*** Provided material ***

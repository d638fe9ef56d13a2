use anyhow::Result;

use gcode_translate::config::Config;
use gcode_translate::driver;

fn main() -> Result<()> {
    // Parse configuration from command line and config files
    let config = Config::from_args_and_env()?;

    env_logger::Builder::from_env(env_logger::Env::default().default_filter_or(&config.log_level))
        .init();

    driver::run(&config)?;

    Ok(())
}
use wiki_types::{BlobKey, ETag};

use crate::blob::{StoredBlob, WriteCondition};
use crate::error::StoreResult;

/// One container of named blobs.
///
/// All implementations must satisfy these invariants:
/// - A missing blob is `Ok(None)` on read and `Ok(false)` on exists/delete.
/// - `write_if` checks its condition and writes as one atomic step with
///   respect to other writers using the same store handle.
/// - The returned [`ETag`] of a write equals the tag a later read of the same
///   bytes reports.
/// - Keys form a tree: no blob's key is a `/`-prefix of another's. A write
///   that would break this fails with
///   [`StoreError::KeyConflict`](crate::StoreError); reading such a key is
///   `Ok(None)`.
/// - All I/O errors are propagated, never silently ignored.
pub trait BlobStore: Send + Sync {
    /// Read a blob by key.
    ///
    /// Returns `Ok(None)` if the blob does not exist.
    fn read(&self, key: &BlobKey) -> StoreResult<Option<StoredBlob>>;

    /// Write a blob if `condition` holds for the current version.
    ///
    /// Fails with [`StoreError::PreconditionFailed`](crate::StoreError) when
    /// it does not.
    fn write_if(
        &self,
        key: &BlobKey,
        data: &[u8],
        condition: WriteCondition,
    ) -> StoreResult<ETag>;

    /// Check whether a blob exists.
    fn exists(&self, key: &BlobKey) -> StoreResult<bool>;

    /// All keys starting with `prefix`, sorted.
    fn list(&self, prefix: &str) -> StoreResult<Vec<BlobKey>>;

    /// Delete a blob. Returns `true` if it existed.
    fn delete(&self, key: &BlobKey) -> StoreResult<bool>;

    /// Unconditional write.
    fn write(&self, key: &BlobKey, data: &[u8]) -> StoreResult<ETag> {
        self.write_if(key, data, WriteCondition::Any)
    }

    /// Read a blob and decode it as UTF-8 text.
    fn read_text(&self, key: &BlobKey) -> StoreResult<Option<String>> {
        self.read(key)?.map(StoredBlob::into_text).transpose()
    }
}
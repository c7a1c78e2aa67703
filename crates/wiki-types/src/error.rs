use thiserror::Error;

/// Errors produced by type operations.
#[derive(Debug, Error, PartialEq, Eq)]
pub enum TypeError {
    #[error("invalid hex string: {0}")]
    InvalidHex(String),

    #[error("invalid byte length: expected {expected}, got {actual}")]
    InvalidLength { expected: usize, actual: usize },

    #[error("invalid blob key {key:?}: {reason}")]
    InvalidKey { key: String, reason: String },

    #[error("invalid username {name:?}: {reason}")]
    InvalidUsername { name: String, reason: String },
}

***

[What you need to do]: From the entries above, return exactly the line containing "let config = Config::from_args_and_env()?;", the line containing "fn exists(&self, key: &BlobKey)", and all lines between, and nothing else.

[Reply to the task]:
    let config = Config::from_args_and_env()?;

    env_logger::Builder::from_env(env_logger::Env::default().default_filter_or(&config.log_level))
        .init();

    driver::run(&config)?;

    Ok(())
}
use wiki_types::{BlobKey, ETag};

use crate::blob::{StoredBlob, WriteCondition};
use crate::error::StoreResult;

/// One container of named blobs.
///
/// All implementations must satisfy these invariants:
/// - A missing blob is `Ok(None)` on read and `Ok(false)` on exists/delete.
/// - `write_if` checks its condition and writes as one atomic step with
///   respect to other writers using the same store handle.
/// - The returned [`ETag`] of a write equals the tag a later read of the same
///   bytes reports.
/// - Keys form a tree: no blob's key is a `/`-prefix of another's. A write
///   that would break this fails with
///   [`StoreError::KeyConflict`](crate::StoreError); reading such a key is
///   `Ok(None)`.
/// - All I/O errors are propagated, never silently ignored.
pub trait BlobStore: Send + Sync {
    /// Read a blob by key.
    ///
    /// Returns `Ok(None)` if the blob does not exist.
    fn read(&self, key: &BlobKey) -> StoreResult<Option<StoredBlob>>;

    /// Write a blob if `condition` holds for the current version.
    ///
    /// Fails with [`StoreError::PreconditionFailed`](crate::StoreError) when
    /// it does not.
    fn write_if(
        &self,
        key: &BlobKey,
        data: &[u8],
        condition: WriteCondition,
    ) -> StoreResult<ETag>;

    /// Check whether a blob exists.
    fn exists(&self, key: &BlobKey) -> StoreResult<bool>;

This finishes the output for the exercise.